2D Image acquisition, radial chromosome positioning and statistical analysis

All images for 2D analysis were captured using an Olympus BX61 epifluorescence microscope equipped with a cool charged couple device camera (Hamamatsu ORCA – R2 C10600) and a motorized ES111 Optiscan stage (Prior Scientific UK). Three single band pass filters for FITC, TRITC, and DAPI (Chroma Technology, Bellows Falls, VT, USA) were used. All images were acquired using Smart Capture 3.0 (Digital Scientific, UK) exported as .tiff files for further analysis. A minimum of 100 cells were analyzed per subject, per chromosome pair, per condition (-PHA and + PHA). To evaluate the radial chromosome position previously published methodologies were utilized [11, 20]. The details have been described extensively elsewhere [20, 26, 28]. In brief, a customized script written for Image J allows the separation of each captured image into three channels (FITC, TRITC and DAPI counterstain).

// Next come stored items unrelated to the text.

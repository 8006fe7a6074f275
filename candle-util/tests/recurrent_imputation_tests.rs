use approx::assert_abs_diff_eq;
use candle_core::{DType, Device, Tensor};
use candle_nn::{VarBuilder, VarMap};
use candle_util::candle_batch_indicator::*;
use candle_util::candle_data_loader::*;
use candle_util::candle_imputation::merge_imputed;
use candle_util::candle_imputing_trainer::*;
use candle_util::candle_inference::TrainConfig;
use candle_util::candle_loss_functions::*;
use candle_util::candle_model_traits::TrainingHooksT;
use candle_util::candle_recurrent_autoencoder::*;

/// 10 x 5 with two zeros per row and no all-zero column
fn expression_10x5() -> anyhow::Result<Tensor> {
    let mut data = vec![0_f32; 50];
    for i in 0..10 {
        for j in 0..5 {
            if j != i % 5 && j != (i + 2) % 5 {
                data[i * 5 + j] = (1 + i + j) as f32;
            }
        }
    }
    Ok(Tensor::from_vec(data, (10, 5), &Device::Cpu)?)
}

fn build_model(
    parameters: &VarMap,
    n_features: usize,
    n_rounds: usize,
    n_batch: usize,
) -> anyhow::Result<RecurrentImputingAutoencoder> {
    let vb = VarBuilder::from_varmap(parameters, DType::F32, &Device::Cpu);
    Ok(RecurrentImputingAutoencoder::new(
        RecurrentAutoencoderArgs {
            n_features,
            encoder_layers: &[16, 8],
            decoder_layers: &[8, 16],
            n_latent: 3,
            n_rounds,
            n_batch,
        },
        vb,
    )?)
}

#[test]
fn single_round_model_has_no_imputation_parameters() -> anyhow::Result<()> {
    let one = VarMap::new();
    let model = build_model(&one, 5, 1, 1)?;
    let x_nd = expression_10x5()?;
    let batch_nb = Tensor::ones((10, 1), DType::F32, &Device::Cpu)?;
    model.forward(&x_nd, &batch_nb)?;

    let two = VarMap::new();
    let model = build_model(&two, 5, 2, 1)?;
    model.forward(&x_nd, &batch_nb)?;

    assert_eq!(two.all_vars().len(), one.all_vars().len() + 4);
    Ok(())
}

#[test]
fn perfect_reconstruction_on_the_mask_has_zero_loss() -> anyhow::Result<()> {
    let x_nd = expression_10x5()?;
    let delta_nd = x_nd.zeros_like()?;

    // anything goes outside the observed entries
    let missing_nd = x_nd.eq(0.0)?.to_dtype(DType::F32)?;
    let recon_nd = (&x_nd + (missing_nd * 7.0)?)?;

    let loss = masked_reconstruction_loss(
        &[recon_nd],
        &x_nd,
        &delta_nd,
        true,
        DenominatorGuard::Unguarded,
    )?;
    assert_eq!(loss.to_scalar::<f32>()?, 0.);
    Ok(())
}

#[test]
fn imputation_merge_keeps_observed_entries() -> anyhow::Result<()> {
    let x_nd = expression_10x5()?;
    let imputed_nd = Tensor::randn(0_f32, 3_f32, (10, 5), &Device::Cpu)?;
    let merged = merge_imputed(&imputed_nd, &x_nd)?.to_vec2::<f32>()?;
    let imputed = imputed_nd.to_vec2::<f32>()?;
    let x = x_nd.to_vec2::<f32>()?;

    for i in 0..10 {
        for j in 0..5 {
            if x[i][j] != 0. {
                assert_eq!(merged[i][j], 0.);
            } else {
                assert_eq!(merged[i][j], imputed[i][j]);
            }
        }
    }
    Ok(())
}

#[test]
fn unmasked_loss_covers_more_entries() -> anyhow::Result<()> {
    let x_nd = expression_10x5()?;
    let on = reconstruction_mask(&x_nd, true)?.sum_all()?.to_scalar::<f32>()?;
    let off = reconstruction_mask(&x_nd, false)?.sum_all()?.to_scalar::<f32>()?;
    assert_eq!(on, 30.);
    assert_eq!(off, 50.);
    assert!(off > on);
    Ok(())
}

#[test]
fn loss_is_the_plain_sum_over_rounds() -> anyhow::Result<()> {
    let x_nd = expression_10x5()?;
    let delta_nd = x_nd.zeros_like()?;
    let first_nd = Tensor::ones((10, 5), DType::F32, &Device::Cpu)?;
    let guard = DenominatorGuard::Unguarded;

    let first = masked_reconstruction_loss(&[first_nd.clone()], &x_nd, &delta_nd, true, guard)?
        .to_scalar::<f32>()?;
    assert!(first > 0.);

    // the second round reconstructs perfectly
    let both = masked_reconstruction_loss(
        &[first_nd.clone(), x_nd.clone()],
        &x_nd,
        &delta_nd,
        true,
        guard,
    )?
    .to_scalar::<f32>()?;
    assert_eq!(both, first);

    // and two imperfect rounds add up
    let second_nd = (&x_nd * 0.5)?;
    let second = masked_reconstruction_loss(&[second_nd.clone()], &x_nd, &delta_nd, true, guard)?
        .to_scalar::<f32>()?;
    let total = masked_reconstruction_loss(&[first_nd, second_nd], &x_nd, &delta_nd, true, guard)?
        .to_scalar::<f32>()?;
    assert_abs_diff_eq!(total, first + second, epsilon = 1e-5);
    Ok(())
}

#[test]
fn single_batch_indicator_is_a_column_of_ones() -> anyhow::Result<()> {
    let labels = vec!["1"; 10];
    let (batch_nb, _) = one_hot_batches(&labels, &Device::Cpu)?;
    assert_eq!(batch_nb.dims(), &[10, 1]);
    assert_eq!(batch_nb.sum_all()?.to_scalar::<f32>()?, 10.);
    Ok(())
}

#[test]
fn three_rounds_end_to_end() -> anyhow::Result<()> {
    let parameters = VarMap::new();
    let model = build_model(&parameters, 5, 3, 1)?;

    let x_nd = expression_10x5()?;
    let labels = vec!["1"; 10];
    let (batch_nb, _) = one_hot_batches(&labels, &Device::Cpu)?;

    let out = model.forward(&x_nd, &batch_nb)?;
    assert_eq!(out.num_rounds(), 3);
    assert_eq!(out.batch_correction.dims(), &[10, 5]);

    for (recon, latent) in out.outputs().iter().zip(out.latents().iter()) {
        assert_eq!(recon.dims(), &[10, 5]);
        assert_eq!(latent.dims(), &[10, 3]);
        for v in recon.flatten_all()?.to_vec1::<f32>()? {
            assert!(v.is_finite());
        }
        for v in latent.flatten_all()?.to_vec1::<f32>()? {
            assert!(v.is_finite());
        }
    }

    let loss = masked_reconstruction_loss(
        &out.outputs(),
        &x_nd,
        &out.batch_correction,
        true,
        DenominatorGuard::Strict,
    )?;
    assert!(loss.dims().is_empty());
    let loss = loss.to_scalar::<f32>()?;
    assert!(loss.is_finite());
    assert!(loss >= 0.);
    Ok(())
}

#[test]
fn train_and_predict_with_two_batches() -> anyhow::Result<()> {
    // two batches of 20 cells; batch "2" has a shifted profile
    let (nn, dd) = (40, 6);
    let mut data = vec![0_f32; nn * dd];
    let mut labels: Vec<Box<str>> = vec![];
    for i in 0..nn {
        let shift = if i < 20 { 0. } else { 2. };
        for j in 0..dd {
            if (i + j) % 4 != 0 {
                data[i * dd + j] = 1. + (j as f32) + shift;
            }
        }
        labels.push(if i < 20 { "1".into() } else { "2".into() });
    }
    let x_nd = Tensor::from_vec(data, (nn, dd), &Device::Cpu)?;

    let parameters = VarMap::new();
    let model = build_model(&parameters, dd, 2, 2)?;

    let config = TrainConfig {
        learning_rate: 1e-2,
        batch_size: 8,
        num_epochs: 5,
        frequency_stats: 2,
        show_progress: false,
        ..TrainConfig::default()
    };

    let split = split_rows(
        nn,
        &SplitConfig {
            train_frac: 0.75,
            validation_frac: 0.25,
            seed: 7,
        },
    )?;

    let full = InMemoryData::new(&x_nd)?;
    let mut train = full.subset(&split.train)?;
    let validation = full.subset(&split.validation)?;

    let mut trainer =
        ImputingTrainer::new(&model, &parameters, &labels, Some(validation), &config)?;
    let trace = fit(&mut trainer, &mut train, &config)?;

    assert_eq!(trace.train_loss.len(), 5);
    assert!(trace.train_loss.iter().all(|x| x.is_finite() && *x >= 0.));
    // epochs 0, 2 and the last one (4)
    let evaluated: Vec<usize> = trace.validation_loss.iter().map(|(e, _)| *e).collect();
    assert_eq!(evaluated, vec![0, 2, 4]);
    assert!(trainer.is_training());

    // the batch effects start at zero and have been learned since
    let effects = model.batch_effect().effects()?;
    assert!(effects.abs()?.sum_all()?.to_scalar::<f32>()? > 0.);

    let pred = trainer.predict(&x_nd, &labels)?;
    assert_eq!(pred.outputs.len(), 2);
    assert_eq!(pred.latents.len(), 2);
    assert_eq!(pred.final_output().map(|m| m.shape()), Some((nn, dd)));
    assert_eq!(pred.final_latent().map(|m| m.shape()), Some((nn, 3)));
    assert_eq!(pred.batch_correction.shape(), (nn, dd));

    let unknown: Vec<Box<str>> = vec!["3".into(); nn];
    assert!(trainer.predict(&x_nd, &unknown).is_err());
    Ok(())
}

#[test]
fn all_zero_minibatch_keeps_parameters_finite() -> anyhow::Result<()> {
    let parameters = VarMap::new();
    let model = build_model(&parameters, 6, 2, 1)?;

    let config = TrainConfig {
        denominator_guard: DenominatorGuard::Epsilon(1e-8),
        show_progress: false,
        ..TrainConfig::default()
    };

    let labels = vec!["1"; 8];
    let mut trainer = ImputingTrainer::new(&model, &parameters, &labels, None, &config)?;
    trainer.on_training_begin()?;

    let before: Vec<Vec<f32>> = parameters
        .all_vars()
        .iter()
        .map(|v| v.as_tensor().flatten_all()?.to_vec1::<f32>())
        .collect::<candle_core::Result<_>>()?;

    // nothing observed at all
    let minibatch = MinibatchData {
        input: Tensor::zeros((8, 6), DType::F32, &Device::Cpu)?,
        rows: (0..8).collect(),
    };
    trainer.on_training_loop(&minibatch)?;
    assert_eq!(trainer.current_loss(), Some(0.));

    let after: Vec<Vec<f32>> = parameters
        .all_vars()
        .iter()
        .map(|v| v.as_tensor().flatten_all()?.to_vec1::<f32>())
        .collect::<candle_core::Result<_>>()?;

    // no gradient and no weight decay, so nothing moves
    assert_eq!(before.len(), after.len());
    for (b, a) in before.iter().zip(after.iter()) {
        assert!(a.iter().all(|x| x.is_finite()));
        assert_eq!(b, a);
    }
    Ok(())
}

The DAPI fluorescence is converted into a binary mask that allows for the creation of 5 concentric rings of equal area from nuclear interior toward the nuclear periphery. The proportion of WCP signal in each ring, for each channel (FITC and TRITC) is subsequently measured relative to the total signal for the area contained within the ring. Data was normalized against the different DNA content in the nucleus to compensate for the fact that a 3D object is observed in 2D. The Chi-squared goodness of fit (χ2) was utilized to evaluate if the organization of each chromosome differed from random (p < 0.05) and to compare differences between conditions (-PHA and + PHA) in each subject.

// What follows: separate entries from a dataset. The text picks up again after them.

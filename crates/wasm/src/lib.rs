//! wasm-bindgen exports.
//!
//! This module exposes the text washer to JavaScript via `wasm-bindgen`.
//! The underlying logic lives in the `text-wash` crate.

use wasm_bindgen::prelude::*;

use text_wash::{CharSet, WashConfig, WashError, WashMode as WashModeInner};

/// Which trimming or collapsing behaviour to apply.
#[derive(Debug, Clone, Copy, Default, PartialEq, Eq, serde::Deserialize, tsify::Tsify)]
#[serde(rename_all = "camelCase")]
pub enum WashMode {
    Leading,
    Trailing,
    #[default]
    LeadingAndTrailing,
    OccurrencesOf,
    InputLine,
    InputText,
}

impl From<WashMode> for WashModeInner {
    fn from(val: WashMode) -> Self {
        match val {
            WashMode::Leading => WashModeInner::Leading,
            WashMode::Trailing => WashModeInner::Trailing,
            WashMode::LeadingAndTrailing => WashModeInner::LeadingAndTrailing,
            WashMode::OccurrencesOf => WashModeInner::OccurrencesOf,
            WashMode::InputLine => WashModeInner::InputLine,
            WashMode::InputText => WashModeInner::InputText,
        }
    }
}

/// Options for washing.
#[derive(Debug, Clone, Default, PartialEq, Eq, serde::Deserialize, tsify::Tsify)]
#[serde(default)]
#[tsify(from_wasm_abi)]
pub struct WashOptions {
    /// Defaults to "leadingAndTrailing"
    #[tsify(optional)]
    pub mode: Option<WashMode>,
    /// Characters to trim or remove; whitespace and newlines when omitted
    #[tsify(optional)]
    pub characters: Option<String>,
}

impl From<WashOptions> for WashConfig {
    fn from(val: WashOptions) -> Self {
        let mode: WashModeInner = val.mode.unwrap_or_default().into();
        // `characters` only matters for modes that consult the set.
        let character_set = match val.characters.as_deref() {
            Some(chars) if mode.uses_character_set() => CharSet::chars_in(chars),
            _ => CharSet::default(),
        };
        WashConfig {
            mode,
            character_set,
        }
    }
}

/// Wash `input` according to `options`.
#[wasm_bindgen]
pub fn wash(input: String, options: WashOptions) -> String {
    console_error_panic_hook::set_once();

    text_wash::wash(&input, &options.into())
}

/// Wash `input` with a mode given by name (e.g. `"inputText"`) and the default character set.
#[wasm_bindgen]
pub fn wash_with_mode_name(input: String, mode: String) -> Result<String, JsValue> {
    console_error_panic_hook::set_once();

    wash_named(&input, &mode).map_err(|e| JsValue::from_str(&e.to_string()))
}

fn wash_named(input: &str, mode: &str) -> Result<String, WashError> {
    let mode: WashModeInner = mode.parse()?;
    Ok(text_wash::wash(input, &WashConfig::with_mode(mode)))
}

/// The accepted canonical mode names.
#[wasm_bindgen]
pub fn wash_mode_names() -> js_sys::Array {
    WashModeInner::ALL
        .iter()
        .map(|mode| JsValue::from_str(mode.name()))
        .collect()
}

3D Image acquisition, chromosome territory positioning and statistical analysis

The FISH protocol described above was used to prepare slides for 3D image acquisition. The images were captured using a DeltaVision (Applied Precision, WA, USA) imaging station consisting of an Olympus IX71 inverted microscope with x 100, 1.4 NA oil-immersion lens and a photometric CCD. All images were taken with a Z step size of 1.0 μm (36 optical sections), saved as 3D stacks and subjected to constrained iterative deconvolution (using DeltaVision – SoftWoRx -version 5.5 - software package - Applied Precision, WA, USA). A TRITC (594 nm), FITC (523 nm) and DAPI (435 nm) filter were used to capture the images and a minimum 20 images per CT, per subject, per condition (-PHA and + PHA) were captured. Images were exported as 3D stacks to Imaris software (V.7.6.3 Bitplane – Zurich, Switzerland) to perform 3D model reconstruction for each of the captured images and further analysis. The embedded distance transformation (DT) tool was used to calculate the distance from the center of the CT (geometric center) to the nearest nuclear edge of the reconstructed 3D model image. In addition, distances from the center of each CT were measured between homologous CTs (intraprobe) and heterologous CT pairs (interprobe). The measurements were normalized against the radius of the nucleus to account for differences in the sizes of each nuclei and the nucleus volume was calculated in Imaris. A two-tailed paired t-test (p < 0.05) was used to evaluate any statistical significant differences in the repositioning of CTs (-PHA and + PHA) and to evaluate significant differences between intra- and interprobe distances and the volume of the nuclei.